Insects & Flies of the Highlands
By: Ed Herbst
Insects
The streams and rivers in the Highlands are extremely nutrient-rich, so not only are there numerous food forms upon which fish prey, but they occur in abundance. This accounts for the many trophy trout and yellowfish the region produces. An important point though, is that you don’t need to imitate a multitude of different insect species to fish successfully. Knowledge of the basics in aquatic entomology is, however, useful.
Mayfly (Baetidae)
All the main mayfly types, the clingers, crawlers, swimmers and burrowers, are found in abundance in the streams. There are fewer mayfly species in still waters, but they do occur prolifically at times – such as during a Caenis hatch – when they can cause avid, selective feeding. The most prolific mayfly species in streams and rivers are the Baetis family, especially Baetis harrisoni and Demoreptus natatensis while the tiny Tricorythidae discolor, aptly known as the “Angler’s Curse”, hatches in clouds over dams and the slower, silt-bottomed sections of these rivers.
Caddis (Tricoptera spp)
Caddis flies are an important food source for trout and yellowish, both in the larval and pupal stages as well as adult flies. In the Highlands, the most commonly found caddis is Cheumatopsyche afia which, incidentally, is highly variable in colour. Remember that adults tend to
skitter across the water once hatched so, under such circumstances, a twitched fly often works well.

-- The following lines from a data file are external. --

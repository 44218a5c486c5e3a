// src/demo.rs

//! Demo tasks registered by the `taskstack` binary.
//!
//! They simulate a small import: users and categories first, then articles
//! in batches, then article/category links split over a task group, and a
//! final exclusive report.

use std::thread;
use std::time::Duration;

use anyhow::bail;

use crate::errors::Result;
use crate::task::{
    BatchItem, BatchTask, Batched, Instances, Parallel, Progress, ProgressTask, Simple,
    SimpleTask, Task, TaskInstance, TaskResult,
};

const WORK: Duration = Duration::from_millis(40);

/// Registry with every demo task.
pub fn registry() -> Result<Parallel> {
    let none: [&str; 0] = [];
    let mut registry = Parallel::new();

    registry
        .add_task("import:users", |_: &TaskInstance| boxed(Progress(Users::default())), none, None)?
        .add_task("import:categories", |_: &TaskInstance| boxed(Simple(Categories)), none, None)?
        .add_task(
            "import:articles",
            |_: &TaskInstance| boxed(Batched(Articles::new(120, 25))),
            ["import:users", "import:categories"],
            None,
        )?
        .add_multiple(
            "import:article-categories",
            Instances::Count(3),
            |instance: &TaskInstance| boxed(Progress(ArticleCategories::new(instance, 90))),
            ["import:articles"],
            None,
        )?
        .add_task(
            "report:summary",
            |_: &TaskInstance| boxed(Simple(Summary)),
            ["import:article-categories"],
            Some(1),
        )?;

    Ok(registry)
}

fn boxed(task: impl Task + 'static) -> Box<dyn Task> {
    Box::new(task)
}

#[derive(Default)]
struct Users;

impl ProgressTask for Users {
    type Item = u32;
    type Items = std::ops::Range<u32>;

    fn items_count(&mut self) -> anyhow::Result<u64> {
        Ok(40)
    }

    fn items(&mut self) -> anyhow::Result<Self::Items> {
        Ok(0..40)
    }

    fn process_item(&mut self, id: u32) -> anyhow::Result<TaskResult> {
        thread::sleep(WORK);
        if id % 9 == 0 {
            return Ok(TaskResult::skip("already imported").with_key(format!("user-{id}")));
        }
        Ok(TaskResult::success().with_key(format!("user-{id}")))
    }
}

struct Categories;

impl SimpleTask for Categories {
    fn run(&mut self) -> anyhow::Result<TaskResult> {
        thread::sleep(WORK * 10);
        Ok(TaskResult::success().with_message("12 categories"))
    }
}

struct Articles {
    total: u64,
    chunk: u64,
}

impl Articles {
    fn new(total: u64, chunk: u64) -> Self {
        Self { total, chunk }
    }
}

impl BatchTask for Articles {
    type Item = u64;
    type Payload = u64;
    type Items = Vec<u64>;

    fn startup(&mut self) -> anyhow::Result<()> {
        thread::sleep(WORK);
        Ok(())
    }

    fn items_count(&mut self) -> anyhow::Result<u64> {
        Ok(self.total)
    }

    fn items(&mut self, processed: u64) -> anyhow::Result<Vec<u64>> {
        Ok((processed..self.total.min(processed + self.chunk)).collect())
    }

    fn process_item(&mut self, id: u64) -> anyhow::Result<BatchItem<u64>> {
        if id % 17 == 0 {
            return Ok(BatchItem::Done(TaskResult::skip("draft").with_key(id.to_string())));
        }
        if id % 31 == 0 {
            bail!("article {id} has no author");
        }
        Ok(BatchItem::Pending(id))
    }

    fn batch(&mut self, ids: Vec<u64>) -> anyhow::Result<()> {
        thread::sleep(WORK * ids.len() as u32 / 4);
        Ok(())
    }
}

/// One slice of the link table; the slice comes from the instance position.
struct ArticleCategories {
    from: u64,
    to: u64,
}

impl ArticleCategories {
    fn new(instance: &TaskInstance, total: u64) -> Self {
        let parts = instance.total.max(1) as u64;
        let size = total.div_ceil(parts);
        let from = instance.index as u64 * size;
        Self {
            from,
            to: total.min(from + size),
        }
    }
}

impl ProgressTask for ArticleCategories {
    type Item = u64;
    type Items = std::ops::Range<u64>;

    fn items_count(&mut self) -> anyhow::Result<u64> {
        Ok(self.to.saturating_sub(self.from))
    }

    fn items(&mut self) -> anyhow::Result<Self::Items> {
        Ok(self.from..self.to)
    }

    fn process_item(&mut self, _link: u64) -> anyhow::Result<TaskResult> {
        thread::sleep(WORK);
        Ok(TaskResult::success())
    }
}

struct Summary;

impl SimpleTask for Summary {
    fn run(&mut self) -> anyhow::Result<TaskResult> {
        thread::sleep(WORK * 5);
        Ok(TaskResult::success().with_message("report written"))
    }
}
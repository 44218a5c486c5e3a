// src/main.rs

use taskstack::logging::LogMode;
use taskstack::{cli, demo, logging, run};

#[tokio::main]
async fn main() {
    match run_main().await {
        Ok(code) => std::process::exit(code),
        Err(err) => {
            eprintln!("taskstack error: {err:?}");
            std::process::exit(1);
        }
    }
}

async fn run_main() -> anyhow::Result<i32> {
    let args = cli::parse();
    let mode = if args.is_child() {
        LogMode::Task
    } else {
        LogMode::Orchestrator
    };
    logging::init_logging(args.log_level, mode)?;
    run(args, demo::registry()?).await
}
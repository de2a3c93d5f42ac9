//! Output format abstraction.

use std::io::Write;
use temblor_types::Quake;
use thiserror::Error;

/// Output format identifier.
#[derive(Debug, Clone, Copy, PartialEq, Eq, Hash, Default)]
pub enum OutputFormat {
    /// Human-readable ranked list.
    #[default]
    Text,
    /// CSV format.
    Csv,
    /// JSON array format.
    Json,
    /// Newline-delimited JSON format.
    Ndjson,
}

impl OutputFormat {
    /// Returns the file extension for this format.
    #[must_use]
    pub const fn extension(&self) -> &'static str {
        match self {
            Self::Text => "txt",
            Self::Csv => "csv",
            Self::Json => "json",
            Self::Ndjson => "ndjson",
        }
    }

    /// Returns all available formats.
    #[must_use]
    pub const fn all() -> &'static [Self] {
        &[Self::Text, Self::Csv, Self::Json, Self::Ndjson]
    }
}

impl std::fmt::Display for OutputFormat {
    fn fmt(&self, f: &mut std::fmt::Formatter<'_>) -> std::fmt::Result {
        write!(f, "{}", self.extension())
    }
}

impl std::str::FromStr for OutputFormat {
    type Err = FormatError;

    fn from_str(s: &str) -> Result<Self, Self::Err> {
        match s.to_lowercase().as_str() {
            "text" | "txt" => Ok(Self::Text),
            "csv" => Ok(Self::Csv),
            "json" => Ok(Self::Json),
            "ndjson" | "jsonl" => Ok(Self::Ndjson),
            _ => Err(FormatError::UnknownFormat(s.to_string())),
        }
    }
}

/// Errors that can occur during formatting.
#[derive(Error, Debug)]
pub enum FormatError {
    /// Unknown output format.
    #[error("Unknown format: {0}")]
    UnknownFormat(String),

    /// I/O error.
    #[error("I/O error: {0}")]
    Io(#[from] std::io::Error),

    /// JSON serialization error.
    #[error("JSON error: {0}")]
    Json(#[from] serde_json::Error),
}

/// Trait for writing ranked earthquake lists to an output format.
pub trait Formatter {
    /// Writes the ranked list to the writer.
    ///
    /// # Errors
    ///
    /// Returns an error if writing or serialization fails.
    fn write_quakes<W: Write + Send>(&self, quakes: &[Quake], writer: W) -> Result<(), FormatError>;

    /// Returns the file extension for this format.
    fn extension(&self) -> &str;
}
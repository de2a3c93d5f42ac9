//! HTTP client and query pipeline for the temblor earthquake feed client.
//!
//! This crate provides the query-and-normalize pipeline:
//!
//! - [`params::query_pairs`] - Serializes a query into the feed's parameters
//! - [`FeedClient`] - Single-attempt HTTP client for the event service
//! - [`geojson`] - Response schema and lazy record normalization

#![doc = include_str!("../README.md")]
#![doc(issue_tracker_base_url = "https://github.com/tectonica-labs/temblor/issues/")]
#![cfg_attr(docsrs, feature(doc_cfg, doc_auto_cfg))]
#![warn(missing_docs)]
#![forbid(unsafe_code)]

mod client;
pub mod geojson;
pub mod params;

pub use client::{ClientConfig, FeedClient, FetchError, QUERY_ENDPOINT};
pub use geojson::{Feature, FeatureCollection};
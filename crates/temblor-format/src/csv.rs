//! CSV output format.

use std::io::Write;
use temblor_types::Quake;

use crate::{FormatError, Formatter};

/// CSV formatter.
#[derive(Debug, Clone)]
pub struct CsvFormatter {
    /// Field delimiter (default: comma).
    delimiter: char,
    /// Whether to include header row.
    include_header: bool,
}

impl CsvFormatter {
    /// Creates a new CSV formatter with default settings.
    #[must_use]
    pub const fn new() -> Self {
        Self {
            delimiter: ',',
            include_header: true,
        }
    }

    /// Sets the field delimiter.
    #[must_use]
    pub const fn with_delimiter(mut self, delimiter: char) -> Self {
        self.delimiter = delimiter;
        self
    }

    /// Sets whether to include a header row.
    #[must_use]
    pub const fn with_header(mut self, include: bool) -> Self {
        self.include_header = include;
        self
    }

    /// Creates a tab-separated values (TSV) formatter.
    #[must_use]
    pub const fn tsv() -> Self {
        Self {
            delimiter: '\t',
            include_header: true,
        }
    }

    /// Quotes a free-text field when it contains the delimiter, a
    /// quote, or a newline.
    fn escape(&self, field: &str) -> String {
        if field.contains(self.delimiter)
            || field.contains('"')
            || field.contains('\n')
            || field.contains('\r')
        {
            format!("\"{}\"", field.replace('"', "\"\""))
        } else {
            field.to_string()
        }
    }
}

impl Default for CsvFormatter {
    fn default() -> Self {
        Self::new()
    }
}

impl Formatter for CsvFormatter {
    fn write_quakes<W: Write + Send>(
        &self,
        quakes: &[Quake],
        mut writer: W,
    ) -> Result<(), FormatError> {
        let d = self.delimiter;

        if self.include_header {
            writeln!(
                writer,
                "time{d}magnitude{d}depth_km{d}latitude{d}longitude{d}place{d}url"
            )?;
        }

        for quake in quakes {
            let magnitude = quake
                .magnitude
                .map(|m| m.to_string())
                .unwrap_or_default();
            writeln!(
                writer,
                "{}{d}{}{d}{}{d}{}{d}{}{d}{}{d}{}",
                quake.time.format("%Y-%m-%dT%H:%M:%SZ"),
                magnitude,
                quake.depth_km,
                quake.latitude,
                quake.longitude,
                self.escape(&quake.place),
                self.escape(&quake.url),
            )?;
        }

        Ok(())
    }

    fn extension(&self) -> &str {
        "csv"
    }
}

Leaf-eating Beetles (Chrysomilidae)
It is rare that a trout’s stomach does not contain a beetle and they are known to take beetle patterns opportunistically even when selectively feeding during a heavy mayfly or caddis hatch. By far the most common beetle in the Highlands is the bronze-green, leaf-eating Chrysomilidae beetle that is found in great numbers in October and November, but also in late summer and autumn. The black, mite-like larvae feed on willow leaves for two to four weeks and then pupate, emerging as mature green beetles about half a centimetre long.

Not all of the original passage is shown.